======== EXERCISE DATA

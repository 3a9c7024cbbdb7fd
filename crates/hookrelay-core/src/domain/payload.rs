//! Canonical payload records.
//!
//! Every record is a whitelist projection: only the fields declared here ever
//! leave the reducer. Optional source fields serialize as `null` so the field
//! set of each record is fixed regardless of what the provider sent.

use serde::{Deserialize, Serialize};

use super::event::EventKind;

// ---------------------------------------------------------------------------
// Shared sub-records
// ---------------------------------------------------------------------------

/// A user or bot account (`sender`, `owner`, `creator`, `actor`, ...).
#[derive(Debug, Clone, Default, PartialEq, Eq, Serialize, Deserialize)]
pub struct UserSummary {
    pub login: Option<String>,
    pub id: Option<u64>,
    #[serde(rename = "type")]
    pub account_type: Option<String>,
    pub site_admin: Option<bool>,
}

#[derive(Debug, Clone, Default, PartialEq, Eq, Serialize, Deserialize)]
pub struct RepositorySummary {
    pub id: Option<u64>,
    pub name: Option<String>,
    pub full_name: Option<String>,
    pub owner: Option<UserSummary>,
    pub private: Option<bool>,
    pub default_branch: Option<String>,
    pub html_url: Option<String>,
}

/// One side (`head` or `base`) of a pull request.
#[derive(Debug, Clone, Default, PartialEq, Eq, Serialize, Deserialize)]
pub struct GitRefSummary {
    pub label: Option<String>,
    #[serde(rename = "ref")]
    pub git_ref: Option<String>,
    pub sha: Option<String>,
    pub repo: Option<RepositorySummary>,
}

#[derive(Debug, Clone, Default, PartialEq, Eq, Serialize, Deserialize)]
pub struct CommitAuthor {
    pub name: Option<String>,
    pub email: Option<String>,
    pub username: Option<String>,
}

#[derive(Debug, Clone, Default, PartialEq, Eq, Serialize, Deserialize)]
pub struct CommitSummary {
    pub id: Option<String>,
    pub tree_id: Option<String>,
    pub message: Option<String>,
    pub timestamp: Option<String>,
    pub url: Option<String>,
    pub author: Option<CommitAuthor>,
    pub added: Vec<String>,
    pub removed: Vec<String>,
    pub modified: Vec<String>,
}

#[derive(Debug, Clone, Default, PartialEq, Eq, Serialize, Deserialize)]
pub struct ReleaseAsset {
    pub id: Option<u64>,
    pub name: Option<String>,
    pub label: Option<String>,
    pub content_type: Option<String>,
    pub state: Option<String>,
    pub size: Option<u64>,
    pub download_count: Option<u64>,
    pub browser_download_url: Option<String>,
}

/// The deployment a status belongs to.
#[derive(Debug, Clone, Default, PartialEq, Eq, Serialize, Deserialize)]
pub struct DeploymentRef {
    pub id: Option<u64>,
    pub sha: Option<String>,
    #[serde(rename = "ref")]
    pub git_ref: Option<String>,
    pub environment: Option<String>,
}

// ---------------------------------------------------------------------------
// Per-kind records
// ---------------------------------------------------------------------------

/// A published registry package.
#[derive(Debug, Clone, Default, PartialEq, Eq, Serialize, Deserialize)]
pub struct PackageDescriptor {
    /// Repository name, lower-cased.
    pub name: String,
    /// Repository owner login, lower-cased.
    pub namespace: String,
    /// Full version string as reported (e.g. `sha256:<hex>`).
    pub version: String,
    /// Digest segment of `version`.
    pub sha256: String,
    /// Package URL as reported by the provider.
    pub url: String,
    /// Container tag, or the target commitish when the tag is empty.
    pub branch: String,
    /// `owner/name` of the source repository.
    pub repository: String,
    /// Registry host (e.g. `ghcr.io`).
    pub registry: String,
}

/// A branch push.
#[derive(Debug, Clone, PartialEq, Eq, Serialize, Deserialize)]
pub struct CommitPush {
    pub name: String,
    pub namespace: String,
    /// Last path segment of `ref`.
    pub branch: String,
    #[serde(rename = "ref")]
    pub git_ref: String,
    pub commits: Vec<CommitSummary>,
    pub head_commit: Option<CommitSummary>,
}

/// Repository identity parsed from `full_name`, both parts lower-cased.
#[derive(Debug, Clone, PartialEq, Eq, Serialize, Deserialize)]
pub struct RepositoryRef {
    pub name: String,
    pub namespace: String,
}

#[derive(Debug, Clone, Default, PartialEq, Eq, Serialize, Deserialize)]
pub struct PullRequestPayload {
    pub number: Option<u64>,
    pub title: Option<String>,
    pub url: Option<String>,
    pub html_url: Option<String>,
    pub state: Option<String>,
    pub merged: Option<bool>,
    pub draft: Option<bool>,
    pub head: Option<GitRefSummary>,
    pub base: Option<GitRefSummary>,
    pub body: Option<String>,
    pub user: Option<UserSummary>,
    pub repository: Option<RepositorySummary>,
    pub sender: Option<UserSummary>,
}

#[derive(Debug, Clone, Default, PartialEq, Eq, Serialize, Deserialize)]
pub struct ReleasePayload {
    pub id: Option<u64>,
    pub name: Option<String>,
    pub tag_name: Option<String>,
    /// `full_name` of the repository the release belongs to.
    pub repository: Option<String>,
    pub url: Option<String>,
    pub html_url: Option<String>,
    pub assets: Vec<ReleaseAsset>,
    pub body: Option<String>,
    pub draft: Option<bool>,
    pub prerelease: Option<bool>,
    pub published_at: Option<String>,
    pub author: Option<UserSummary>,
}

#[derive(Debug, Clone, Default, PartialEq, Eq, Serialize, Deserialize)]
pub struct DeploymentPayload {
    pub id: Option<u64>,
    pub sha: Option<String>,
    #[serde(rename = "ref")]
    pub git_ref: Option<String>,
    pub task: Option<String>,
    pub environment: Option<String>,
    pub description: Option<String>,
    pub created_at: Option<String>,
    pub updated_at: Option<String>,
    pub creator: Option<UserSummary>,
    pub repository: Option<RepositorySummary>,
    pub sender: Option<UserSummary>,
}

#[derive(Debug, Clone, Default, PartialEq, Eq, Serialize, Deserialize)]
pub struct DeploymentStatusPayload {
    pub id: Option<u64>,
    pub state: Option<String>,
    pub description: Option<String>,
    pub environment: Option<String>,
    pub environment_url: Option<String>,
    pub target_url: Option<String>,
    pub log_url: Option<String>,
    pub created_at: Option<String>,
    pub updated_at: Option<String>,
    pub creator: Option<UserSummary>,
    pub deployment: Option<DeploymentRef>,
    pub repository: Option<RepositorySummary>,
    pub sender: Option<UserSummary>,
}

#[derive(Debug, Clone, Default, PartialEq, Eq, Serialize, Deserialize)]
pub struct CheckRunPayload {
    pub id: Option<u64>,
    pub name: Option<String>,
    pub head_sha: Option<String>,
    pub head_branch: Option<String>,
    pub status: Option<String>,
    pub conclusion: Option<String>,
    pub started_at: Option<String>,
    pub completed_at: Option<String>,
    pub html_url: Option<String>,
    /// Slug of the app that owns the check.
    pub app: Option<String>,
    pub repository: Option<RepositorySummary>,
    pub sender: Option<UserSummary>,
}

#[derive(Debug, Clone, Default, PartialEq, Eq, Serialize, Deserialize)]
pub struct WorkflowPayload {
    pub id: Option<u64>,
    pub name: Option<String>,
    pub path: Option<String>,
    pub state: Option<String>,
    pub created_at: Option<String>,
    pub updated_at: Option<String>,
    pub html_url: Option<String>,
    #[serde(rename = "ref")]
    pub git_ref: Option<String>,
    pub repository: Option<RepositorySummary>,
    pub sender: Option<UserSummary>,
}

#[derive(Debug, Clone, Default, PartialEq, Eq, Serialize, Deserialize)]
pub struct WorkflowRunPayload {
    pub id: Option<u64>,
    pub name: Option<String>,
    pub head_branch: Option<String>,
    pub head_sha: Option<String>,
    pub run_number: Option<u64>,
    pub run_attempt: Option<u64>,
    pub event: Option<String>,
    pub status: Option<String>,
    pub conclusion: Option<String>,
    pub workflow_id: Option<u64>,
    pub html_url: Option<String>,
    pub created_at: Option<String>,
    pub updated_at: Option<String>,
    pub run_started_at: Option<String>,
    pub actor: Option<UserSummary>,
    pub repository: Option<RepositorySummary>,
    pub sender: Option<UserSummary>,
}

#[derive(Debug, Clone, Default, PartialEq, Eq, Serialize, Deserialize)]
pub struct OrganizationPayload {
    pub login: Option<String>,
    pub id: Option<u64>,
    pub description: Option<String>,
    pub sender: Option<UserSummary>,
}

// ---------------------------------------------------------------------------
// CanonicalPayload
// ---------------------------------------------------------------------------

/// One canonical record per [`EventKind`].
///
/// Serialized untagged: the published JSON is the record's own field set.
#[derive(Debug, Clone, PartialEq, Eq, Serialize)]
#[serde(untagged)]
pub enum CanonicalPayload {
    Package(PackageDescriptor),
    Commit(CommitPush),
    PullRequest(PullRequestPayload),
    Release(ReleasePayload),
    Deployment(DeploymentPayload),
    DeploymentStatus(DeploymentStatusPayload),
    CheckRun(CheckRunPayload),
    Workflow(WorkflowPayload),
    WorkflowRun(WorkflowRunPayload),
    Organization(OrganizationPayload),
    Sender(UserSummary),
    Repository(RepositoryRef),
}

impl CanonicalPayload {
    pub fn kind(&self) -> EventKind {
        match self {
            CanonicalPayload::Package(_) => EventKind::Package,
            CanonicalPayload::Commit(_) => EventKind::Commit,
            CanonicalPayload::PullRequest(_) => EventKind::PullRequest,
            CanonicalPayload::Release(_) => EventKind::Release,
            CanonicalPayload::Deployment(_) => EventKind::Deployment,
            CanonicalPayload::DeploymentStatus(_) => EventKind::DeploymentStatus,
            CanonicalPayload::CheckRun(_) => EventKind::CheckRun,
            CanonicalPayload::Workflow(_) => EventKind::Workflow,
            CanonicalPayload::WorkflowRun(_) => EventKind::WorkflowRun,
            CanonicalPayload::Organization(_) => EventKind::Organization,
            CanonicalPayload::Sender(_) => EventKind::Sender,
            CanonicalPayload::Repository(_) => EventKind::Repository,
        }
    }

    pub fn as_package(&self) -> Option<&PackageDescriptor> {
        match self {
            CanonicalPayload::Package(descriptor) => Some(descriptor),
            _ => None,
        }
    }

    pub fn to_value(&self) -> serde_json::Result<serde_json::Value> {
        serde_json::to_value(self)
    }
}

================
======== EXERCISE DATA

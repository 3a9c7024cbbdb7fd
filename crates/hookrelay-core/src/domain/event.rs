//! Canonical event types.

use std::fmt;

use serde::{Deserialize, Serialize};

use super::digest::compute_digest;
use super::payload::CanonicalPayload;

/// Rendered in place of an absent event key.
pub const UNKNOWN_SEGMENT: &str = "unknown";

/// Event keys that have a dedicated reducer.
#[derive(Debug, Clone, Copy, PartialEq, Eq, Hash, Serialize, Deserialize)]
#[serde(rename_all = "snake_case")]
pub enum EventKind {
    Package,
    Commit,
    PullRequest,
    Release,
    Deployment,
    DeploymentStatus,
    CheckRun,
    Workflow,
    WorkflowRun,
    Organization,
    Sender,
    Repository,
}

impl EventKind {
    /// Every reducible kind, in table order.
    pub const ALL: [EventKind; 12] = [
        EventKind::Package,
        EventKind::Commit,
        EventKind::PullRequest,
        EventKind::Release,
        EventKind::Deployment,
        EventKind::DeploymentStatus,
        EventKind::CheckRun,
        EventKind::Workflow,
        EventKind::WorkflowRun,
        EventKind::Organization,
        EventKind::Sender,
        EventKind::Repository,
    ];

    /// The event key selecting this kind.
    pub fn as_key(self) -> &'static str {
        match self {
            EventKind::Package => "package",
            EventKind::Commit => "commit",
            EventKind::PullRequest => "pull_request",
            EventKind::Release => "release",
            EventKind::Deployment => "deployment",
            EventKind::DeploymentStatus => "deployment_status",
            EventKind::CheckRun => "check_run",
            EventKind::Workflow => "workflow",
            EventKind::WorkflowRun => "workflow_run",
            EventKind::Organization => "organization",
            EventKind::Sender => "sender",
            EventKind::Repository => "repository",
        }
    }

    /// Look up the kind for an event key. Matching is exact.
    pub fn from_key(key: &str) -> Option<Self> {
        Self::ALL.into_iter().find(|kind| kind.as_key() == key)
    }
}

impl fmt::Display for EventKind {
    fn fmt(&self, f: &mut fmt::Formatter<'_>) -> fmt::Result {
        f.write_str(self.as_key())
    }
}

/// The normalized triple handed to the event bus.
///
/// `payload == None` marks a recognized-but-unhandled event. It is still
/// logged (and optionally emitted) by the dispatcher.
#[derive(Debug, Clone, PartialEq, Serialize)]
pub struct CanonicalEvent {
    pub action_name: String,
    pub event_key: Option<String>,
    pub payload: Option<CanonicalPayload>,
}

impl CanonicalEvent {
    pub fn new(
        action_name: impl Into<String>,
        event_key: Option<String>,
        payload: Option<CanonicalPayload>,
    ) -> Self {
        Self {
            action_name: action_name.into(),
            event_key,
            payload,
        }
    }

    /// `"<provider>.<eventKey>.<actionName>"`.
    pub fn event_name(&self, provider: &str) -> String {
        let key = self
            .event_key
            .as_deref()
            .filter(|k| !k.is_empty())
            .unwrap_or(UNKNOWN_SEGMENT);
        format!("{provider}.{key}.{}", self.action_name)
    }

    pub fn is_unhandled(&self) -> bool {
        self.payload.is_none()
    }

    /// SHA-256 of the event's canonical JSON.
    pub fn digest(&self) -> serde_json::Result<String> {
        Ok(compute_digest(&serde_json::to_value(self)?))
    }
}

================

• **TASK**
Using the listing above, show each line holding the string "base".

• **RESPONSE BELOW**
/// One side (`head` or `base`) of a pull request.
    pub base: Option<GitRefSummary>,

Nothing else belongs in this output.